Uma a cada 5 francesas não se considera heterossexual, aponta estudo
A heterossexualidade é cada vez mais questionada entre as francesas, principalmente as mais jovens, que estão reivindicando outras identidades sexuais. Essa é uma das várias mudanças apontadas por uma pesquisa publicada na terça-feira (29) pelo Instituto Nacional de Estudo Demográficos da França (Ined).
O balanço, intitulado de "Homo, bi e não-binários: quando jovens questionam a heterossexualidade", foi realizado em 2023 com 10 mil pessoas na França com idades entre 18 e 29 anos. O trabalho mostrou que 19% das cidadãs da França rejeita a heteronormatividade: 10% são bissexuais, 5% se considera panssexual e 2% são lésbicas. O restante diz não saber como definir sua preferência sexual.
A atração por pessoas do mesmo sexo é maior entre as francesas mais jovens e mais especificamente dos 18 anos aos 21 anos, em que 22% reivindicam outras identidades sexuais além da heteronormativa. O número deu um salto desde a realização do último estudo do Ined sobre a questão, em 2015, quando apenas 3% das mulheres não se considerava heterossexual na França.
Entre os homens franceses, 4% se consideram bissexuais, 3% homossexuais e 1% não se define. No total, 8% dos cidadãos da França rejeitam a heteronormatividade. Em 2015, eles eram apenas 2%.

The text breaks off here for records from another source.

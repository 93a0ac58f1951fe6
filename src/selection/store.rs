//! On-disk persistence of the selection overlays

use std::collections::BTreeMap;
use std::fs;
use std::path::{Path, PathBuf};

use serde::{Deserialize, Serialize};

use super::state::{AllowOverrides, ExpandState, SelectionState};
use crate::error::{ResultExt, Result};

/// Everything that survives between sessions
#[derive(Debug, Clone, Default, PartialEq, Eq, Serialize, Deserialize)]
pub struct PersistedSelection {
    #[serde(default)]
    pub checked: SelectionState,
    #[serde(default)]
    pub expanded: ExpandState,
    #[serde(default)]
    pub allow: AllowOverrides,
    /// Children loaded beyond the first page, per directory
    #[serde(default)]
    pub loaded: BTreeMap<PathBuf, usize>,
}

/// JSON file holding one root's [`PersistedSelection`]
#[derive(Debug, Clone)]
pub struct SelectionStore {
    path: PathBuf,
}

impl SelectionStore {
    pub fn new(path: impl Into<PathBuf>) -> Self {
        Self { path: path.into() }
    }

    pub fn path(&self) -> &Path {
        &self.path
    }

    /// Load the stored selection; a missing or unreadable store is empty
    pub fn load(&self) -> PersistedSelection {
        let raw = match fs::read_to_string(&self.path) {
            Ok(raw) => raw,
            Err(e) => {
                if e.kind() != std::io::ErrorKind::NotFound {
                    log::warn!("Could not read {}: {}", self.path.display(), e);
                }
                return PersistedSelection::default();
            }
        };

        match serde_json::from_str(&raw) {
            Ok(persisted) => persisted,
            Err(e) => {
                log::warn!(
                    "Ignoring corrupt selection store {}: {}",
                    self.path.display(),
                    e
                );
                PersistedSelection::default()
            }
        }
    }

    pub fn save(&self, persisted: &PersistedSelection) -> Result<()> {
        if let Some(parent) = self.path.parent() {
            fs::create_dir_all(parent)
                .with_context(|| format!("Failed to create {}", parent.display()))?;
        }
        let json = serde_json::to_string_pretty(persisted)?;
        fs::write(&self.path, json)
            .with_context(|| format!("Failed to write {}", self.path.display()))?;
        log::debug!("Saved selection to {}", self.path.display());
        Ok(())
    }
}
//! Breadth-first traversal over paginated listings
//!
//! Every bulk operation (select a subtree, select everything, collect the
//! files under a directory, expand everything) goes through
//! [`walk_breadth_first`], parameterized by a descend predicate and a visitor.

use std::collections::{HashSet, VecDeque};
use std::path::{Path, PathBuf};

use crate::error::Result;
use crate::scanner::Scanner;
use crate::types::{ChildPage, Node};

/// Anything that can list one page of a directory
pub trait TreeSource {
    /// Same contract as [`Scanner::list_children`]
    fn list_children(&self, dir: &Path, offset: usize, limit: usize) -> Result<ChildPage>;
}

impl TreeSource for Scanner {
    fn list_children(&self, dir: &Path, offset: usize, limit: usize) -> Result<ChildPage> {
        Scanner::list_children(self, dir, offset, limit)
    }
}

/// Every child of `dir`, fetching pages until the listing is exhausted
pub fn list_all<S: TreeSource + ?Sized>(source: &S, dir: &Path, page_size: usize) -> Result<Vec<Node>> {
    let page_size = page_size.max(1);
    let mut children = Vec::new();
    loop {
        let page = source.list_children(dir, children.len(), page_size)?;
        let fetched = page.children.len();
        children.extend(page.children);
        if fetched == 0 || children.len() >= page.total {
            return Ok(children);
        }
    }
}

/// Visit every descendant of `start` level by level
///
/// Pages of one directory are fetched sequentially. `visit` sees every
/// listed child together with the directory it was listed in, which differs
/// from the child's own parent for file symlinks. Directories are queued only
/// when `descend` accepts them.
/// Failing to list `start` is an error; a descendant that vanished or became
/// unreadable mid-walk is skipped. Returns the number of visited nodes.
pub fn walk_breadth_first<S, D, V>(
    source: &S,
    start: &Path,
    page_size: usize,
    mut descend: D,
    mut visit: V,
) -> Result<usize>
where
    S: TreeSource + ?Sized,
    D: FnMut(&Node) -> bool,
    V: FnMut(&Path, &Node),
{
    let page_size = page_size.max(1);
    let mut queue: VecDeque<PathBuf> = VecDeque::from([start.to_path_buf()]);
    let mut queued: HashSet<PathBuf> = HashSet::from([start.to_path_buf()]);
    let mut visited = 0;

    while let Some(dir) = queue.pop_front() {
        let mut offset = 0;
        loop {
            let page = match source.list_children(&dir, offset, page_size) {
                Ok(page) => page,
                Err(e) if dir == start => return Err(e),
                Err(e) => {
                    log::warn!("Skipping {} during walk: {}", dir.display(), e);
                    break;
                }
            };

            offset += page.children.len();
            for child in &page.children {
                visit(&dir, child);
                visited += 1;
                if child.is_dir
                    && descend(child)
                    && queued.insert(child.absolute_path.clone())
                {
                    queue.push_back(child.absolute_path.clone());
                }
            }

            if page.children.is_empty() || offset >= page.total {
                break;
            }
        }
    }

    Ok(visited)
}
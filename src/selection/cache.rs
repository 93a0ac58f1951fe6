//! Client-side cache of loaded listing pages

use std::collections::HashMap;
use std::path::{Path, PathBuf};

use super::walk::TreeSource;
use crate::error::Result;
use crate::types::{ChildPage, Node};

/// Children loaded so far for one directory
///
/// `children` keeps the order the pages arrived in; the server is the only
/// authority on ordering, so nothing here ever re-sorts.
#[derive(Debug, Clone, Default, PartialEq, Eq)]
pub struct CachedPage {
    pub children: Vec<Node>,
    pub total: usize,
    pub offset_loaded: usize,
}

impl CachedPage {
    pub fn has_more(&self) -> bool {
        self.offset_loaded < self.total
    }
}

/// Directory path → loaded children
#[derive(Debug, Clone, Default)]
pub struct PageCache {
    pages: HashMap<PathBuf, CachedPage>,
}

impl PageCache {
    pub fn get(&self, dir: &Path) -> Option<&CachedPage> {
        self.pages.get(dir)
    }

    pub fn contains(&self, dir: &Path) -> bool {
        self.pages.contains_key(dir)
    }

    /// Replace whatever was cached for `dir` with its first page
    pub fn store_first(&mut self, dir: impl Into<PathBuf>, page: ChildPage) {
        let offset_loaded = page.children.len().min(page.total);
        self.pages.insert(
            dir.into(),
            CachedPage {
                children: page.children,
                total: page.total,
                offset_loaded,
            },
        );
    }

    /// Append a following page after the already loaded children
    pub fn append(&mut self, dir: impl Into<PathBuf>, page: ChildPage) {
        let dir = dir.into();
        match self.pages.get_mut(&dir) {
            Some(cached) => {
                cached.offset_loaded = (cached.offset_loaded + page.children.len()).min(page.total);
                cached.total = page.total;
                cached.children.extend(page.children);
            }
            None => self.store_first(dir, page),
        }
    }

    /// Offset of the next page to request for `dir`
    pub fn next_offset(&self, dir: &Path) -> usize {
        self.pages.get(dir).map(|p| p.offset_loaded).unwrap_or(0)
    }

    /// Fetch the next page of `dir` and append it
    pub fn load_more<S: TreeSource + ?Sized>(
        &mut self,
        source: &S,
        dir: &Path,
        limit: usize,
    ) -> Result<&CachedPage> {
        let page = source.list_children(dir, self.next_offset(dir), limit)?;
        self.append(dir, page);
        Ok(&self.pages[dir])
    }

    /// Cached directories and their pages, in no particular order
    pub fn iter(&self) -> impl Iterator<Item = (&Path, &CachedPage)> + '_ {
        self.pages.iter().map(|(dir, page)| (dir.as_path(), page))
    }

    /// Every cached node, in no particular directory order
    pub fn nodes(&self) -> impl Iterator<Item = &Node> + '_ {
        self.pages.values().flat_map(|p| p.children.iter())
    }

    pub fn clear(&mut self) {
        self.pages.clear();
    }

    pub fn len(&self) -> usize {
        self.pages.len()
    }

    pub fn is_empty(&self) -> bool {
        self.pages.is_empty()
    }
}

O estudo também mostra que em 2023, 37% das mulheres de 20 a 29 anos dizia já ter sentido atração sexual pelos dois sexos ao longo da vida, contra 7% em 2015. Entre os homens, 18% afirmam ter percebido o mesmo sentimento durante a sondagem mais recente do Ined, contra 2% em 2015.
Homossexualidade e Me Too
Entre os fatores que explicam a mudança das identidades sexuais na França está a "banalização da homossexualidade" e o movimento Me Too, que tornaram a heterossexualidade "menos atraente" para uma parte dos jovens da França, explicou o diretor de pesquisa do Ined, Wilfried Rault. Segundo ele, outras mudanças na sociedade, como o debate sobre a desigualdade de gêneros nas tarefas domésticas também contribuiu para essa mudança.
Além disso, a "visibilidade crescente" das minorias sexuais na França, principalmente a partir da legalização do casamento entre pessoas do mesmo sexo, em 2013, "tornou mais viáveis essas formas de sexualidade", afirma Rault.
A estudante parisiense Shana confirma a análise do especialista. Ela conta à emissora Franceinfo que entre seus amigos, a heterossexualidade não é mais a norma. Para ela, não há dúvidas de que a liberação da palavra explica a grande quantidade de jovens mulheres que reivindicam outras identidades sexuais.
"Antes não tínhamos voz, não tínhamos direito de falar, nem mesmo de pensar", avalia. Segundo Shana, as paradas de orgulho LGBTQIA+ e as redes sociais contribuíram para que os jovens se abrissem a outras formas de sexualidade. "No meu caso, pouco importa o sexo. Sendo amor, para mim, não muda nada", ressalta.
Assunto ainda é tabu
Por outro lado, a rejeição da heteronormatividade ainda é tabu, principalmente entre os mais velhos. Shana anunciou sua bissexualidade à família durante um dos lockdowns da Covid-19 na França. "Não foi bem visto pela minha mãe, brigamos muito, teve muito choro", relembra.
Para Pauline, de 24 anos, ainda que outras formas de sexualidade sejam aceitas atualmente, ainda é comum ouvir observações preconceituosas. "Já me disseram que eu sou louca porque sou bissexual. E que por causa da minha atração por homens e mulheres, o amor que eu sinto é pela metade, dividido entre um sexo e outro", conta.
Entre 2016 e 2023, os boletins de ocorrência por ataques anti-LGBTQIA+ mais do que triplicaram na França.